Nonzee Nimibutr's status in Thai cinema is somewhat that of a pillar: a stalwart overachiever whose merits is the fact that he can detect filmmaking talent rather than his inherent filmmaking talent itself. From the films he has directed which I have had an opportunity to see (the erotic no-brainer Jan Dara (2001), and his boisterous and confusing contribution to the horror tryptych Three (2002), overshadowed by Kim Ji-woon's tired and conventional ghost story, and Peter Chan's marvelous entry), he likens himself to a cultural provocateur. His scare techniques doesn't consist of shocks, but of xenophobic alienation, making use of his native land Thailand's more endemic cultural features as sources of terror. His eroticism consists of gimmickry, and provokes with tired notions of rape, abortion, and incest.

Nimibutr became internationally known when his ghost story Nang Nak won a few awards in several film festivals. I've been curious to see the film, but have always been prevented by my dislike of Nimibutr's filmmaking methods in his later films. I finally got the chance to see it, and while it is a few notches better than Nimibutr's later products, Nang Nak is still lacking, both as a horror film, and as a love story.

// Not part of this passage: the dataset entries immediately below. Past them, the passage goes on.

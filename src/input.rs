use crossterm::event::{KeyCode, KeyEvent, KeyModifiers};

use crate::snake::Direction::{self, *};

#[derive(Copy, Clone, Debug, PartialEq, Eq)]
pub enum Key {
    Move(Direction),
    Pause,
    Quit,
}

impl Key {
    pub fn from_event(ev: &KeyEvent) -> Option<Key> {
        if is_ctrl_c(ev) {
            return Some(Key::Quit);
        }

        match ev.code {
            KeyCode::Char('w') | KeyCode::Up => Some(Key::Move(Up)),
            KeyCode::Char('a') | KeyCode::Left => Some(Key::Move(Left)),
            KeyCode::Char('s') | KeyCode::Down => Some(Key::Move(Down)),
            KeyCode::Char('d') | KeyCode::Right => Some(Key::Move(Right)),
            KeyCode::Char(' ') | KeyCode::Esc => Some(Key::Pause),
            _ => None,
        }
    }
}

pub fn is_ctrl_c(ev: &KeyEvent) -> bool {
    matches!(ev, KeyEvent { code: KeyCode::Char('c'), modifiers: KeyModifiers::CONTROL })
}

/// Turn requests waiting for the next tick.
///
/// A turn is only accepted if it leaves the axis the snake travelled on
/// during the last tick, and only one turn is queued per tick. Until the
/// snake has moved at all, any direction goes.
#[derive(Copy, Clone, Debug, Default, PartialEq, Eq)]
pub struct DirectionMapper {
    travelled: Option<Direction>,
    pending: Option<Direction>,
}

impl DirectionMapper {
    pub fn new() -> Self {
        Self::default()
    }

    /// A mapper for a snake already moving in `direction`.
    pub fn travelling(direction: Direction) -> Self {
        DirectionMapper { travelled: Some(direction), pending: None }
    }

    /// Direction the next tick will move in, if any.
    pub fn current(&self) -> Option<Direction> {
        self.pending.or(self.travelled)
    }

    /// Returns whether the proposal was accepted.
    pub fn on_key(&mut self, proposed: Direction) -> bool {
        let travelled = match self.travelled {
            None => {
                self.pending = Some(proposed);
                return true;
            }
            Some(d) => d,
        };

        if proposed.axis() == travelled.axis() {
            return false;
        }
        if matches!(self.pending, Some(p) if p.axis() == proposed.axis()) {
            return false;
        }

        self.pending = Some(proposed);
        true
    }

    /// Hands the tick its direction and marks it as travelled.
    pub fn consume(&mut self) -> Option<Direction> {
        if let Some(dir) = self.pending.take() {
            self.travelled = Some(dir);
        }
        self.travelled
    }
}
pub mod collision;
pub mod combo;
pub mod config;
pub mod error;
pub mod food;
pub mod game;
pub mod grid;
pub mod hud;
pub mod input;
pub mod score;
pub mod session;
pub mod snake;
pub mod term;
pub mod timer;
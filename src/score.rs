use std::fmt;
use std::str::FromStr;
use std::time::Duration;

use crate::error::GameError;

#[derive(Copy, Clone, Debug, PartialEq, Eq)]
pub enum Speed {
    Slow,
    Medium,
    Fast,
}

/// Everything a speed preset decides for a session.
#[derive(Copy, Clone, Debug, PartialEq, Eq)]
pub struct ScorePolicy {
    pub tick_interval: Duration,
    pub points_per_food: u64,
    pub combo_timeout: Duration,
}

impl Speed {
    pub fn policy(self) -> ScorePolicy {
        let (tick_ms, points_per_food, combo_ms) = match self {
            Speed::Slow => (150, 5, 3000),
            Speed::Medium => (100, 10, 2000),
            Speed::Fast => (50, 20, 1500),
        };

        ScorePolicy {
            tick_interval: Duration::from_millis(tick_ms),
            points_per_food,
            combo_timeout: Duration::from_millis(combo_ms),
        }
    }
}

impl FromStr for Speed {
    type Err = GameError;

    fn from_str(s: &str) -> Result<Self, Self::Err> {
        match s.trim().to_ascii_lowercase().as_str() {
            "slow" => Ok(Speed::Slow),
            "medium" => Ok(Speed::Medium),
            "fast" => Ok(Speed::Fast),
            _ => Err(GameError::InvalidSpeedConfig(s.to_string())),
        }
    }
}

impl fmt::Display for Speed {
    fn fmt(&self, f: &mut fmt::Formatter) -> fmt::Result {
        let s = match self {
            Speed::Slow => "slow",
            Speed::Medium => "medium",
            Speed::Fast => "fast",
        };
        f.write_str(s)
    }
}
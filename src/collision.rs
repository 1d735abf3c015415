use crate::grid::Grid;
use crate::snake::{Cell, Snake};

/// Checked against the body as it is before the move, so the cell the tail
/// is about to leave still counts as occupied.
pub fn is_collision(new_head: Cell, snake: &Snake, grid: &Grid) -> bool {
    grid.is_wall(new_head) || snake.contains(new_head)
}
use rand::seq::SliceRandom;
use rand::Rng;
use tracing::debug;

use crate::error::GameError;
use crate::grid::Grid;
use crate::snake::{Cell, Snake};

/// Random draws attempted before falling back to scanning the free cells.
const MAX_RANDOM_DRAWS: usize = 64;

/// Picks a uniformly random interior cell not covered by the snake.
pub fn place<R: Rng>(snake: &Snake, grid: &Grid, rng: &mut R) -> Result<Cell, GameError> {
    let max = grid.tile_count() as i16 - 1;

    if max > 1 && snake.len() < grid.interior_count() {
        for _ in 0..MAX_RANDOM_DRAWS {
            let cell = Cell::new(rng.gen_range(1..max), rng.gen_range(1..max));
            if !snake.contains(cell) {
                debug!(x = cell.x, y = cell.y, "food placed");
                return Ok(cell);
            }
        }
    }

    // Crowded board: choose among what is actually left
    let free: Vec<Cell> = grid.interior_cells().filter(|c| !snake.contains(*c)).collect();
    let cell = free.choose(rng).copied().ok_or(GameError::BoardFull)?;
    debug!(x = cell.x, y = cell.y, free = free.len(), "food placed after scan");
    Ok(cell)
}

The film is based on a Thai folk story, which has reportedly been made into a film a few dozen times already. The plot, about a young man who returns to his wife and baby from the war, and discovers that his wife and baby are actually dead, and the folks he's been sharing his home with are ghosts, is also quite used. Japan has made a number of films depicting romantic (or at least seductive, and vengeful) relationships between the dead and the living, the most famous of which is Kenji Mizoguchi's Ugetsu (1953). Nimibutr however concentrates in juggling both horror and marital love. He's successful sometimes, but most of the time, he stumbles and never seems to get back on the right track. The film is drowned with a lot of wailing, a lot of crying, a lot of puppy-eyed longing from the married couple, that it offsets whatever attempt at horror Nimibutr has prepared. The attempts are exactly that, attempts. There's a huge reliance on mood and atmosphere, setting the ghost story in the middle of a Thai rainforest where flora and fauna consist of dark, looming trees, tarantulas, and large lizards. The atmosphere might have worked if Nimibutr's filmmaking wasn't clumsy and his visual sense wasn't stunted with his seemingly hyperactive tendencies. He edits too quickly, his camera moves too frequently, when the film requires tenderness in its romance, and stillness in its horror.

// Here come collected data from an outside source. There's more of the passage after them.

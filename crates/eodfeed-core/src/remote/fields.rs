//! Vendor attribute to normalized field mapping.
//!
//! Each record kind has a static table naming the vendor attribute, the
//! normalized field it fills, the coercion applied to the text value and
//! whether the field must be present. Empty attributes count as absent.

use std::collections::BTreeMap;
use std::fmt::{Display, Formatter};

use chrono::{NaiveDate, NaiveDateTime, NaiveTime};
use thiserror::Error;

/// Conversion applied to a vendor attribute value.
#[derive(Debug, Clone, Copy, PartialEq, Eq)]
pub enum Coercion {
    Text,
    /// `"true"` / `"false"`, case-insensitive.
    Flag,
    Integer,
    Decimal,
    /// Exchange-local date or date-time without offset.
    Timestamp,
}

impl Coercion {
    pub const fn as_str(self) -> &'static str {
        match self {
            Self::Text => "text",
            Self::Flag => "flag",
            Self::Integer => "integer",
            Self::Decimal => "decimal",
            Self::Timestamp => "timestamp",
        }
    }

    fn apply(self, raw: &str) -> Option<FieldValue> {
        match self {
            Self::Text => Some(FieldValue::Text(raw.to_owned())),
            Self::Flag => match raw.to_ascii_lowercase().as_str() {
                "true" => Some(FieldValue::Flag(true)),
                "false" => Some(FieldValue::Flag(false)),
                _ => None,
            },
            Self::Integer => raw
                .parse::<i64>()
                .ok()
                .or_else(|| {
                    // Volumes occasionally arrive as "1234.0".
                    raw.parse::<f64>()
                        .ok()
                        .filter(|value| value.fract() == 0.0 && value.is_finite())
                        .map(|value| value as i64)
                })
                .map(FieldValue::Integer),
            Self::Decimal => raw
                .parse::<f64>()
                .ok()
                .filter(|value| value.is_finite())
                .map(FieldValue::Decimal),
            Self::Timestamp => parse_vendor_timestamp(raw).map(FieldValue::Timestamp),
        }
    }
}

impl Display for Coercion {
    fn fmt(&self, f: &mut Formatter<'_>) -> std::fmt::Result {
        f.write_str(self.as_str())
    }
}

/// One row of a field mapping table.
#[derive(Debug, Clone, Copy, PartialEq, Eq)]
pub struct FieldMapping {
    pub vendor: &'static str,
    pub field: &'static str,
    pub coercion: Coercion,
    pub required: bool,
}

const fn required(vendor: &'static str, field: &'static str, coercion: Coercion) -> FieldMapping {
    FieldMapping {
        vendor,
        field,
        coercion,
        required: true,
    }
}

const fn optional(vendor: &'static str, field: &'static str, coercion: Coercion) -> FieldMapping {
    FieldMapping {
        vendor,
        field,
        coercion,
        required: false,
    }
}

pub const EXCHANGE_FIELDS: &[FieldMapping] = &[
    required("Code", "code", Coercion::Text),
    required("Name", "name", Coercion::Text),
    optional("Country", "country", Coercion::Text),
    optional("Currency", "currency", Coercion::Text),
    optional("Suffix", "suffix", Coercion::Text),
    required("TimeZone", "timezone", Coercion::Text),
    optional("IsIntraday", "is_intraday", Coercion::Flag),
    optional("IntradayStartDate", "intraday_start_date", Coercion::Timestamp),
    optional("LastTradeDateTime", "last_trade_date_time", Coercion::Timestamp),
    optional("Advances", "advances", Coercion::Integer),
    optional("Declines", "declines", Coercion::Integer),
];

pub const SYMBOL_FIELDS: &[FieldMapping] = &[
    required("Code", "code", Coercion::Text),
    required("Name", "name", Coercion::Text),
    optional("LongName", "long_name", Coercion::Text),
];

pub const QUOTE_FIELDS: &[FieldMapping] = &[
    required("Symbol", "symbol", Coercion::Text),
    required("DateTime", "date_time", Coercion::Timestamp),
    required("Open", "open", Coercion::Decimal),
    required("High", "high", Coercion::Decimal),
    required("Low", "low", Coercion::Decimal),
    required("Close", "close", Coercion::Decimal),
    required("Volume", "volume", Coercion::Integer),
    optional("OpenInterest", "open_interest", Coercion::Integer),
];

/// A coerced field value.
#[derive(Debug, Clone, PartialEq)]
pub enum FieldValue {
    Text(String),
    Flag(bool),
    Integer(i64),
    Decimal(f64),
    Timestamp(NaiveDateTime),
}

#[derive(Debug, Clone, PartialEq, Eq, Error)]
pub enum FieldError {
    #[error("required attribute '{vendor}' is missing")]
    Missing { vendor: &'static str },
    #[error("attribute '{vendor}' value '{value}' is not a valid {expected}")]
    Invalid {
        vendor: &'static str,
        value: String,
        expected: Coercion,
    },
    #[error("field '{field}' holds a different type than requested")]
    WrongType { field: &'static str },
    #[error("field '{field}' value {value} is out of range")]
    OutOfRange { field: &'static str, value: i64 },
}

/// Record with normalized field names and coerced values.
#[derive(Debug, Clone, Default, PartialEq)]
pub struct NormalizedRecord {
    values: BTreeMap<&'static str, FieldValue>,
}

impl NormalizedRecord {
    pub fn get(&self, field: &'static str) -> Option<&FieldValue> {
        self.values.get(field)
    }

    pub fn text(&self, field: &'static str) -> Result<Option<String>, FieldError> {
        match self.values.get(field) {
            None => Ok(None),
            Some(FieldValue::Text(value)) => Ok(Some(value.clone())),
            Some(_) => Err(FieldError::WrongType { field }),
        }
    }

    pub fn flag(&self, field: &'static str) -> Result<Option<bool>, FieldError> {
        match self.values.get(field) {
            None => Ok(None),
            Some(FieldValue::Flag(value)) => Ok(Some(*value)),
            Some(_) => Err(FieldError::WrongType { field }),
        }
    }

    pub fn integer(&self, field: &'static str) -> Result<Option<i64>, FieldError> {
        match self.values.get(field) {
            None => Ok(None),
            Some(FieldValue::Integer(value)) => Ok(Some(*value)),
            Some(_) => Err(FieldError::WrongType { field }),
        }
    }

    pub fn count(&self, field: &'static str) -> Result<Option<u64>, FieldError> {
        self.integer(field)?
            .map(|value| u64::try_from(value).map_err(|_| FieldError::OutOfRange { field, value }))
            .transpose()
    }

    pub fn decimal(&self, field: &'static str) -> Result<Option<f64>, FieldError> {
        match self.values.get(field) {
            None => Ok(None),
            Some(FieldValue::Decimal(value)) => Ok(Some(*value)),
            Some(_) => Err(FieldError::WrongType { field }),
        }
    }

    pub fn timestamp(&self, field: &'static str) -> Result<Option<NaiveDateTime>, FieldError> {
        match self.values.get(field) {
            None => Ok(None),
            Some(FieldValue::Timestamp(value)) => Ok(Some(*value)),
            Some(_) => Err(FieldError::WrongType { field }),
        }
    }
}

/// Apply `mappings` to the raw attributes of one vendor record.
pub fn normalize(
    mappings: &[FieldMapping],
    attributes: &BTreeMap<String, String>,
) -> Result<NormalizedRecord, FieldError> {
    let mut record = NormalizedRecord::default();

    for mapping in mappings {
        let raw = attributes
            .get(mapping.vendor)
            .map(|value| value.trim())
            .filter(|value| !value.is_empty());

        match raw {
            Some(raw) => {
                let value = mapping
                    .coercion
                    .apply(raw)
                    .ok_or_else(|| FieldError::Invalid {
                        vendor: mapping.vendor,
                        value: raw.to_owned(),
                        expected: mapping.coercion,
                    })?;
                record.values.insert(mapping.field, value);
            }
            None if mapping.required => {
                return Err(FieldError::Missing {
                    vendor: mapping.vendor,
                });
            }
            None => {}
        }
    }

    Ok(record)
}

fn parse_vendor_timestamp(raw: &str) -> Option<NaiveDateTime> {
    const DATE_TIME_FORMATS: [&str; 3] = [
        "%Y-%m-%dT%H:%M:%S%.f",
        "%Y-%m-%d %H:%M:%S%.f",
        "%Y%m%d %H:%M:%S",
    ];

    DATE_TIME_FORMATS
        .iter()
        .find_map(|format| NaiveDateTime::parse_from_str(raw, format).ok())
        .or_else(|| {
            ["%Y-%m-%d", "%Y%m%d"]
                .iter()
                .find_map(|format| NaiveDate::parse_from_str(raw, format).ok())
                .map(|date| date.and_time(NaiveTime::default()))
        })
}

#[cfg(test)]
mod tests {
    use super::*;

    fn attributes(pairs: &[(&str, &str)]) -> BTreeMap<String, String> {
        pairs
            .iter()
            .map(|(key, value)| ((*key).to_owned(), (*value).to_owned()))
            .collect()
    }

    #[test]
    fn normalizes_exchange_attributes() {
        let record = normalize(
            EXCHANGE_FIELDS,
            &attributes(&[
                ("Code", "NYSE"),
                ("Name", "New York Stock Exchange"),
                ("TimeZone", "Eastern Standard Time"),
                ("IsIntraday", "True"),
                ("LastTradeDateTime", "2024-06-10T16:00:00"),
                ("Advances", "1200"),
                ("Suffix", ""),
            ]),
        )
        .expect("normalized");

        assert_eq!(record.text("code"), Ok(Some("NYSE".to_owned())));
        assert_eq!(record.flag("is_intraday"), Ok(Some(true)));
        assert_eq!(record.integer("advances"), Ok(Some(1_200)));
        assert_eq!(record.text("suffix"), Ok(None));
        assert!(record.timestamp("last_trade_date_time").expect("ts").is_some());
    }

    #[test]
    fn missing_required_attribute_is_reported() {
        let err = normalize(SYMBOL_FIELDS, &attributes(&[("Code", "ABC")]))
            .expect_err("name is required");
        assert_eq!(err, FieldError::Missing { vendor: "Name" });
    }

    #[test]
    fn invalid_value_names_expected_coercion() {
        let err = normalize(
            QUOTE_FIELDS,
            &attributes(&[
                ("Symbol", "ABC"),
                ("DateTime", "2024-01-02T00:00:00"),
                ("Open", "abc"),
            ]),
        )
        .expect_err("open must be decimal");
        assert!(matches!(
            err,
            FieldError::Invalid {
                vendor: "Open",
                expected: Coercion::Decimal,
                ..
            }
        ));
    }

    #[test]
    fn timestamps_accept_date_only_and_fractional_seconds() {
        assert!(parse_vendor_timestamp("2024-01-02").is_some());
        assert!(parse_vendor_timestamp("2024-01-02T09:30:00.000").is_some());
        assert!(parse_vendor_timestamp("20240102").is_some());
        assert!(parse_vendor_timestamp("yesterday").is_none());
    }

    #[test]
    fn negative_counts_are_rejected() {
        let record = normalize(
            QUOTE_FIELDS,
            &attributes(&[
                ("Symbol", "ABC"),
                ("DateTime", "2024-01-02"),
                ("Open", "1"),
                ("High", "1"),
                ("Low", "1"),
                ("Close", "1"),
                ("Volume", "-5"),
            ]),
        )
        .expect("normalized");

        assert!(matches!(
            record.count("volume"),
            Err(FieldError::OutOfRange { field: "volume", value: -5 })
        ));
    }
}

Nang Nak is written by Wisit Sasanatieng, who would later on direct the offbeat Thai Western Tears of the Black Tiger (2000) and the visually inventive urban fairy tale Citizen Dog (2004). Nimibutr will also be producing much of Pen-Ek Ratanaruang's works, including two of his best, Mon-Rak Transistor (2001) and Last Life in the Universe (2003). He would also be financing a few of the Pang Brothers' projects. To call Nimibutr a failed filmmaker may be brash and unjust. What he lacks in filmmaking prowess, he has converted into huge bucks to finance up and coming Thai artists who would later on make waves internationally. If I have to thank Nimibutr's internationally renowned Nang Nak for that, then by all means, I would. But that doesn't remove the fact that the romantic ghost story is an utter failure right from the start.